YOUR INSTRUCTIONS —
The full listing should be duplicated word for word.

MATERIAL FOR THIS EXERCISE —

---------------

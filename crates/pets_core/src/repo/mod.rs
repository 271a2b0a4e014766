//! Repository layer abstractions and persistence implementations.
//!
//! # Responsibility
//! - Define data access contracts for pet records.
//! - Isolate SQLite query details from provider routing.
//!
//! # Invariants
//! - Repository writes must validate field maps before persistence.

pub mod pet_repo;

---------------

ANSWER TO THE EXERCISE —
filename crates/pets_core/src/repo/mod.rs
repository 271a2b0a4e014766
//! Repository layer abstractions and persistence implementations.
//!
//! # Responsibility
//! - Define data access contracts for pet records.
//! - Isolate SQLite query details from provider routing.
//!
//! # Invariants
//! - Repository writes must validate field maps before persistence.

pub mod pet_repo;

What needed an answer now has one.